• SUPPLIED DATA
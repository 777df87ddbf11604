//! Form template inference for flat PDFs
//!
//! Many PDF forms are plain documents with no fillable fields: labels,
//! blanks and checkbox glyphs printed as text. This crate scans the text
//! and tables of such a document and infers the form behind it:
//! - Label detection from common form layouts (`Label: ____`, `[ ] Option`, ...)
//! - Field typing (text, number, date, checkbox) from keywords and value shape
//! - Section grouping from headings
//! - Deduplicated, ordered output ready to serialize as a JSON template
//!
//! PDFs that already have fillable AcroForm fields can be listed and filled
//! directly with [`native_fields`] and [`fill_form`].

pub mod acroform;
pub mod checkbox;
pub mod classify;
pub mod dedup;
pub mod detector;
pub mod extractor;
pub mod form;
pub mod pipeline;
pub mod sanitize;
pub mod section;
pub mod tables;

pub use acroform::{fill_native_fields, native_form_fields};
pub use classify::infer_type;
pub use dedup::{finalize, FieldOrder};
pub use detector::{detect_field, detect_fields};
pub use extractor::{extract_pages, extract_pages_mem, pages_from_text, PageContent};
pub use form::{Field, FieldType, FieldValue, FormMetadata, FormStructure};
pub use pipeline::{infer_form_structure, InferenceOptions};
pub use sanitize::sanitize;
pub use tables::Table;

use lopdf::Document;
use std::collections::HashMap;
use std::path::Path;

/// Infer the form template of a PDF file
pub fn extract_form<P: AsRef<Path>>(
    path: P,
    options: &InferenceOptions,
) -> Result<FormStructure, FormError> {
    let path = path.as_ref();
    log::info!("Extracting form structure from {}", path.display());

    let pages = extract_pages(path)?;
    Ok(infer_form_structure(&pages, options))
}

/// Infer the form template of a PDF held in memory
pub fn extract_form_mem(
    buffer: &[u8],
    options: &InferenceOptions,
) -> Result<FormStructure, FormError> {
    let pages = extract_pages_mem(buffer)?;
    Ok(infer_form_structure(&pages, options))
}

/// Names of the fillable fields a PDF file already has
pub fn native_fields<P: AsRef<Path>>(path: P) -> Result<Vec<String>, FormError> {
    let doc = load_unencrypted(path.as_ref())?;
    Ok(native_form_fields(&doc))
}

/// Fill the native fields of `input` with `values` and save the result to
/// `output`. Returns how many fields were filled.
pub fn fill_form<P: AsRef<Path>, Q: AsRef<Path>>(
    input: P,
    values: &HashMap<String, String>,
    output: Q,
) -> Result<usize, FormError> {
    let mut doc = load_unencrypted(input.as_ref())?;
    let filled = fill_native_fields(&mut doc, values);
    doc.save(output.as_ref())?;
    log::info!("Filled form written to {}", output.as_ref().display());
    Ok(filled)
}

fn load_unencrypted(path: &Path) -> Result<Document, FormError> {
    let doc = Document::load(path)?;
    if doc.is_encrypted() {
        return Err(FormError::Encrypted);
    }
    Ok(doc)
}

/// Infer the form template of plain text, pages separated by form feeds
pub fn extract_form_from_text(text: &str, options: &InferenceOptions) -> FormStructure {
    infer_form_structure(&pages_from_text(text), options)
}

/// Write a form template as pretty-printed JSON
pub fn write_form_template<P: AsRef<Path>>(
    form: &FormStructure,
    path: P,
) -> Result<(), FormError> {
    let path = path.as_ref();
    let json = form.to_json()?;
    std::fs::write(path, json)
        .map_err(|e| FormError::Serialization(format!("{}: {}", path.display(), e)))
}

#[derive(Debug, thiserror::Error)]
pub enum FormError {
    #[error("IO error: {0}")]
    Io(#[from] std::io::Error),
    #[error("PDF parsing error: {0}")]
    Parse(String),
    #[error("PDF is encrypted")]
    Encrypted,
    #[error("Failed to write form template: {0}")]
    Serialization(String),
}

impl From<lopdf::Error> for FormError {
    fn from(e: lopdf::Error) -> Self {
        FormError::Parse(e.to_string())
    }
}

impl From<serde_json::Error> for FormError {
    fn from(e: serde_json::Error) -> Self {
        FormError::Serialization(e.to_string())
    }
}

• WHAT TO PRODUCE
Would you tally the lines above holding "classify" and reply with the total alone?

• THE COMPLETED TASK
2